Reference strains of HIV-1 from the NIH AIDS Research and Reference Reagent Program, including wild-type IIIB, G762-3, and AZT resistant with RT 215T-->Y (G910-11/AZT); 67D-->N, 70K-->R, 215T-->F, 219K-->Q (G691-2/AZT); as well as nevirapine (NEV) resistant with 181Y-->C (N119/NEV); and 103K-->N, 181Y-->C (A17/NEV), were subjected to quantitative parametric efficacy analysis using AZT, stavudine (D4T), and nevirapine (NEV) singly or in combinations in MT4 or MT2 cells. The median-effect principle and combination index (CI) method of Chou-Talalay (see Ref. 26) have been used, which take into account both the potency (Dm value or EC50) and the shape of the dose-effect curve (m value). Under standardized assay conditions, G910-11 and G691-2 strains showed 600- and 7800-fold resistance to AZT, and N119 and A17 strains showed 3600- and 1000-fold resistance to NEV at the EC50 level, respectively.
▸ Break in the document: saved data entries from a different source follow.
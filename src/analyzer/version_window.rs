//! Rules comparing the ATN compatibility window with the packaged
//! `strict_max_version`, all evaluated against the `current` artifact.

use super::annotations::{collect_badges, Annotation, StatusChain};
use super::{ClassifierContext, Rule, SharedRule};
use crate::models::{CatalogEntry, ParsedArtifact, ReleaseLabel, RowData};
use crate::utils::version::{compare_versions, WILDCARD};
use std::cmp::Ordering;

fn current(entry: &CatalogEntry) -> Option<&ParsedArtifact> {
    entry.data(ReleaseLabel::Current)
}

/// Which way ATN's max deviates from the packaged one.
#[derive(Debug, Clone, Copy, PartialEq, Eq)]
pub enum WindowMismatch {
    /// ATN max raised above `strict_max_version`.
    Raised,
    /// ATN max reduced below `strict_max_version`; ignored by the app on
    /// install and upgrade.
    Reduced,
}

impl WindowMismatch {
    fn expected(self) -> Ordering {
        match self {
            WindowMismatch::Raised => Ordering::Less,
            WindowMismatch::Reduced => Ordering::Greater,
        }
    }
}

/// `max-atn-value-raised-above-max-xpi-value` and
/// `max-atn-value-reduced-below-max-xpi-value`. Legacy packages are never
/// included.
pub struct VersionWindowRule {
    mismatch: WindowMismatch,
    extras: Vec<Annotation>,
}

impl VersionWindowRule {
    pub fn new(mismatch: WindowMismatch) -> Self {
        Self {
            mismatch,
            extras: Vec::new(),
        }
    }

    pub fn with_extras(mut self, extras: Vec<Annotation>) -> Self {
        self.extras = extras;
        self
    }
}

impl Rule for VersionWindowRule {
    fn row_data(&self, entry: &CatalogEntry, ctx: &ClassifierContext) -> RowData {
        let Some(data) = current(entry) else {
            return RowData::excluded();
        };
        let include = data.mext
            && !data.legacy
            && compare_versions(data.strict_max(), data.atn_max()) == self.mismatch.expected();
        if !include {
            return RowData::excluded();
        }

        let mut badges = Vec::new();
        collect_badges(&self.extras, entry, Some(data), ctx, &mut badges);
        RowData::included(badges)
    }
}

/// `valid-<release>-according-to-strict-max-but-atn-value-reduced`: the ATN
/// max was lowered below `release` although the package itself would still
/// install there.
pub struct ManuallyLoweredRule {
    release: u32,
    reduced: SharedRule,
    extras: Vec<Annotation>,
    chain: StatusChain,
}

impl ManuallyLoweredRule {
    /// `reduced` must be the [`WindowMismatch::Reduced`] rule.
    pub fn new(release: u32, reduced: SharedRule) -> Self {
        Self {
            release,
            reduced,
            extras: Vec::new(),
            chain: StatusChain::default(),
        }
    }

    pub fn with_extras(mut self, extras: Vec<Annotation>) -> Self {
        self.extras = extras;
        self
    }

    pub fn with_chain(mut self, chain: StatusChain) -> Self {
        self.chain = chain;
        self
    }
}

impl Rule for ManuallyLoweredRule {
    fn row_data(&self, entry: &CatalogEntry, ctx: &ClassifierContext) -> RowData {
        let Some(data) = current(entry) else {
            return RowData::excluded();
        };
        let release = self.release.to_string();
        let include = self.reduced.row_data(entry, ctx).include
            && compare_versions(data.strict_max(), &release) == Ordering::Greater
            && compare_versions(data.atn_max(), &format!("{}.*", release)) == Ordering::Less;
        if !include {
            return RowData::excluded();
        }

        let mut badges = Vec::new();
        collect_badges(&self.extras, entry, Some(data), ctx, &mut badges);
        badges.extend(self.chain.resolve(entry, Some(data), ctx, false));
        RowData::included(badges)
    }
}

/// `experiments-without-upper-limit`: experiments claiming open-ended
/// compatibility on ATN.
pub struct UnboundedExperimentRule {
    extras: Vec<Annotation>,
}

impl UnboundedExperimentRule {
    pub fn new() -> Self {
        Self { extras: Vec::new() }
    }

    pub fn with_extras(mut self, extras: Vec<Annotation>) -> Self {
        self.extras = extras;
        self
    }
}

impl Default for UnboundedExperimentRule {
    fn default() -> Self {
        Self::new()
    }
}

impl Rule for UnboundedExperimentRule {
    fn row_data(&self, entry: &CatalogEntry, ctx: &ClassifierContext) -> RowData {
        if ctx.lists.is_ignored(entry.id) {
            return RowData::excluded();
        }
        let Some(data) = current(entry) else {
            return RowData::excluded();
        };
        if !(data.mext && data.experiment && data.atn_max() == WILDCARD) {
            return RowData::excluded();
        }

        let mut badges = Vec::new();
        collect_badges(&self.extras, entry, Some(data), ctx, &mut badges);
        RowData::included(badges)
    }
}

/// `pure-webext-with-upper-limit`: pure packages restricted by a max version
/// they do not need.
pub struct PureWithUpperLimitRule {
    extras: Vec<Annotation>,
}

impl PureWithUpperLimitRule {
    pub fn new() -> Self {
        Self { extras: Vec::new() }
    }

    pub fn with_extras(mut self, extras: Vec<Annotation>) -> Self {
        self.extras = extras;
        self
    }
}

impl Default for PureWithUpperLimitRule {
    fn default() -> Self {
        Self::new()
    }
}

impl Rule for PureWithUpperLimitRule {
    fn row_data(&self, entry: &CatalogEntry, ctx: &ClassifierContext) -> RowData {
        let Some(data) = current(entry) else {
            return RowData::excluded();
        };
        let limited = data.strict_max() != WILDCARD || data.atn_max() != WILDCARD;
        if !(data.is_pure() && limited) {
            return RowData::excluded();
        }

        let mut badges = Vec::new();
        collect_badges(&self.extras, entry, Some(data), ctx, &mut badges);
        RowData::included(badges)
    }
}

/// `lost-pure-webext-with-upper-limit`: pure packages with nothing
/// compatible with `release`, excluding discontinued ones.
pub struct LostPureWithUpperLimitRule {
    release: u32,
    extras: Vec<Annotation>,
    chain: StatusChain,
}

impl LostPureWithUpperLimitRule {
    pub fn new(release: u32) -> Self {
        Self {
            release,
            extras: Vec::new(),
            chain: StatusChain::default(),
        }
    }

    pub fn with_extras(mut self, extras: Vec<Annotation>) -> Self {
        self.extras = extras;
        self
    }

    pub fn with_chain(mut self, chain: StatusChain) -> Self {
        self.chain = chain;
        self
    }
}

impl Rule for LostPureWithUpperLimitRule {
    fn row_data(&self, entry: &CatalogEntry, ctx: &ClassifierContext) -> RowData {
        let Some(data) = current(entry) else {
            return RowData::excluded();
        };
        let include = !ctx.lists.is_discontinued(entry.id)
            && entry.data(ReleaseLabel::Esr(self.release)).is_none()
            && data.is_pure();
        if !include {
            return RowData::excluded();
        }

        let mut badges = Vec::new();
        collect_badges(&self.extras, entry, Some(data), ctx, &mut badges);
        badges.extend(self.chain.resolve(entry, Some(data), ctx, false));
        RowData::included(badges)
    }
}

#[cfg(test)]
mod tests {
    use super::*;
    use crate::analyzer::testing::{context, entry, pure_artifact, with_atn, with_strict_max};
    use crate::models::{Badge, BadgeBase};
    use std::sync::Arc;

    fn windowed(strict_max: &str, atn_max: &str) -> ParsedArtifact {
        with_strict_max(
            with_atn(pure_artifact(), "60.0", atn_max, "2024-01-01T00:00:00Z"),
            strict_max,
        )
    }

    #[test]
    fn test_raised_above_strict_max() {
        let ctx = context();
        let e = entry(1, &[("current", "1.0", windowed("70.*", "120.*"))]);
        assert!(VersionWindowRule::new(WindowMismatch::Raised).row_data(&e, &ctx).include);
        assert!(!VersionWindowRule::new(WindowMismatch::Reduced).row_data(&e, &ctx).include);
    }

    #[test]
    fn test_reduced_below_strict_max() {
        let ctx = context();
        let e = entry(1, &[("current", "1.0", windowed("*", "115.*"))]);
        assert!(VersionWindowRule::new(WindowMismatch::Reduced).row_data(&e, &ctx).include);
        assert!(!VersionWindowRule::new(WindowMismatch::Raised).row_data(&e, &ctx).include);
    }

    #[test]
    fn test_legacy_never_mismatches() {
        let ctx = context();
        let mut data = windowed("70.*", "120.*");
        data.legacy = true;
        let e = entry(1, &[("current", "1.0", data)]);
        assert!(!VersionWindowRule::new(WindowMismatch::Raised).row_data(&e, &ctx).include);
    }

    #[test]
    fn test_manually_lowered() {
        let ctx = context();
        let reduced: SharedRule = Arc::new(VersionWindowRule::new(WindowMismatch::Reduced));
        let rule = ManuallyLoweredRule::new(128, reduced).with_chain(StatusChain::new(vec![
            Annotation::PendingPr,
            Annotation::Contacted,
        ]));

        let lowered = entry(1, &[("current", "1.0", windowed("*", "115.*"))]);
        let row = rule.row_data(&lowered, &ctx);
        assert!(row.include);
        assert!(row.badges.is_empty());

        // Package itself refuses to install on 128.
        let capped = entry(2, &[("current", "1.0", windowed("128.*", "115.*"))]);
        assert!(!rule.row_data(&capped, &ctx).include);

        // ATN still allows 128.
        let open = entry(3, &[("current", "1.0", windowed("*", "128.*"))]);
        assert!(!rule.row_data(&open, &ctx).include);
    }

    #[test]
    fn test_unbounded_experiment() {
        let mut ctx = context();
        let mut data = pure_artifact();
        data.experiment = true;
        let e = entry(1, &[("current", "1.0", data.clone())]);

        let rule = UnboundedExperimentRule::new().with_extras(vec![Annotation::KnownCompatible(128)]);
        assert!(rule.row_data(&e, &ctx).include);

        ctx.lists.known_compatible.entry(128).or_default().insert(1);
        assert_eq!(rule.row_data(&e, &ctx).badges, vec![Badge::new(BadgeBase::Compatible)]);

        ctx.lists.ignored.insert(1);
        assert!(!rule.row_data(&e, &ctx).include);

        let bounded = entry(2, &[("current", "1.0", with_atn(data, "60.0", "128.*", ""))]);
        assert!(!rule.row_data(&bounded, &context()).include);
    }

    #[test]
    fn test_pure_with_upper_limit() {
        let ctx = context();
        let rule = PureWithUpperLimitRule::new();
        let unlimited = entry(1, &[("current", "1.0", pure_artifact())]);
        let limited = entry(2, &[("current", "1.0", windowed("128.*", "*"))]);
        assert!(!rule.row_data(&unlimited, &ctx).include);
        assert!(rule.row_data(&limited, &ctx).include);
    }

    #[test]
    fn test_lost_pure() {
        let mut ctx = context();
        let rule = LostPureWithUpperLimitRule::new(128);
        let lost = entry(1, &[("115", "1.0", pure_artifact()), ("current", "1.0", pure_artifact())]);
        let kept = entry(2, &[("128", "2.0", pure_artifact()), ("current", "2.0", pure_artifact())]);
        assert!(rule.row_data(&lost, &ctx).include);
        assert!(!rule.row_data(&kept, &ctx).include);

        ctx.lists.discontinued.insert(1);
        assert!(!rule.row_data(&lost, &ctx).include);
    }
}
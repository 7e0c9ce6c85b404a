//! Thunderbird Add-on Compatibility Reports
//!
//! Classifies every add-on of an ATN catalog dump against the supported ESR
//! releases and renders one static HTML report per classification, plus an
//! index page grouping the reports by release.

pub mod analyzer;
pub mod error;
pub mod models;
pub mod parser;
pub mod report;
pub mod utils;

pub use analyzer::{ClassifierContext, Rule, SharedRule};
pub use error::ReportError;
pub use models::{Badge, BadgeBase, BadgeKind, CatalogEntry, CuratedLists, RowData, SUPPORTED_ESR};
pub use report::{BuildSummary, ReportRegistry, ReportRenderer};

use anyhow::Result;
use chrono::{DateTime, Utc};
use models::AlternativeData;
use report::{BadgeRegistry, IndexBuilder};
use std::path::PathBuf;
use tracing::{info, warn};

/// Inputs and knobs of one report build.
#[derive(Debug, Clone)]
pub struct BuildOptions {
    /// Catalog dump produced by the download pipeline.
    pub catalog_path: PathBuf,
    pub output_dir: PathBuf,
    /// Embedded templates are used when unset.
    pub report_template: Option<PathBuf>,
    pub index_template: Option<PathBuf>,
    /// Replaces the embedded curated lists.
    pub curated_lists: Option<PathBuf>,
    /// Alternative add-on list; no alternatives are shown when unset.
    pub alternatives: Option<PathBuf>,
    /// Base for relative `localExtensionDir` paths.
    pub source_root: Option<PathBuf>,
    pub releases: Vec<u32>,
    /// Generate only these reports; all when empty.
    pub only: Vec<String>,
    /// Reference time; the wall clock when unset.
    pub now: Option<DateTime<Utc>>,
}

impl Default for BuildOptions {
    fn default() -> Self {
        Self {
            catalog_path: PathBuf::from("data/xall.json"),
            output_dir: PathBuf::from("../add-on-reports"),
            report_template: None,
            index_template: None,
            curated_lists: None,
            alternatives: None,
            source_root: None,
            releases: SUPPORTED_ESR.to_vec(),
            only: Vec::new(),
            now: None,
        }
    }
}

/// Load the inputs, generate every enabled report and the index.
pub fn build_reports(options: &BuildOptions) -> Result<BuildSummary> {
    let lists = match &options.curated_lists {
        Some(path) => parser::load_curated_lists(path)?,
        None => parser::default_curated_lists()?,
    };

    let alternatives = match &options.alternatives {
        Some(path) => parser::load_alternatives(path).unwrap_or_else(|err| {
            warn!("Continuing without alternatives: {:#}", err);
            AlternativeData::new()
        }),
        None => AlternativeData::new(),
    };

    let mut catalog = parser::load_catalog(&options.catalog_path)?;

    let mut ctx = ClassifierContext::new(lists, alternatives, options.now.unwrap_or_else(Utc::now))
        .with_releases(&options.releases);
    if let Some(root) = &options.source_root {
        ctx = ctx.with_source_root(root);
    }

    let registry = build_registry(options)?;

    let mut renderer = ReportRenderer::new(BadgeRegistry::standard());
    if let Some(path) = &options.report_template {
        renderer = renderer.with_template(path);
    }
    let mut index = IndexBuilder::new();
    if let Some(path) = &options.index_template {
        index = index.with_template(path);
    }

    info!("Generating reports...");
    let summary = index.run(&registry, &renderer, &mut catalog, &ctx, &options.output_dir)?;
    info!(
        "{} reports written, {} failed",
        summary.succeeded().count(),
        summary.failed().count()
    );
    Ok(summary)
}

/// Standard registry for the configured releases, narrowed to `only`.
pub fn build_registry(options: &BuildOptions) -> Result<ReportRegistry> {
    let mut registry = ReportRegistry::standard(&options.releases)?;
    if !options.only.is_empty() {
        for name in registry.enable_only(&options.only) {
            warn!("Unknown report '{}'", name);
        }
    }
    Ok(registry)
}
AZT-resistant strains exhibited slight cross-resistance to D4T. Computerized analysis indicates that IIIB gave sigmoidal dose-effect curves (m = 2.8, 3.4, and 3.1 for AZT, D4T, and NEV, respectively) whereas drug-resistant strains showed negative sigmoidicity toward the corresponding AZT or NEV, with m = 0.27-0.73. Therefore, the degrees of drug resistance are drastically different at classic EC50 and at therapeutically more relevant EC95 levels (ranging from severalfold to several log orders). Combinations of AZT+NEV and AZT+NEV+D4T showed synergism against IIIB, G762-3 (wild type) and A17/NEV, G910-11/AZT strains. D4T+NEV and AZT+D4T showed nearly additive or moderate antagonism. Synergism or additive effect leads to a favorable dose-reduction index (DRI). The present study on RT inhibitors provides quantitative assessment of the combinations of AZT, NEV, and D4T against HIV infections involving drug-sensitive and drug-resistant HIVs.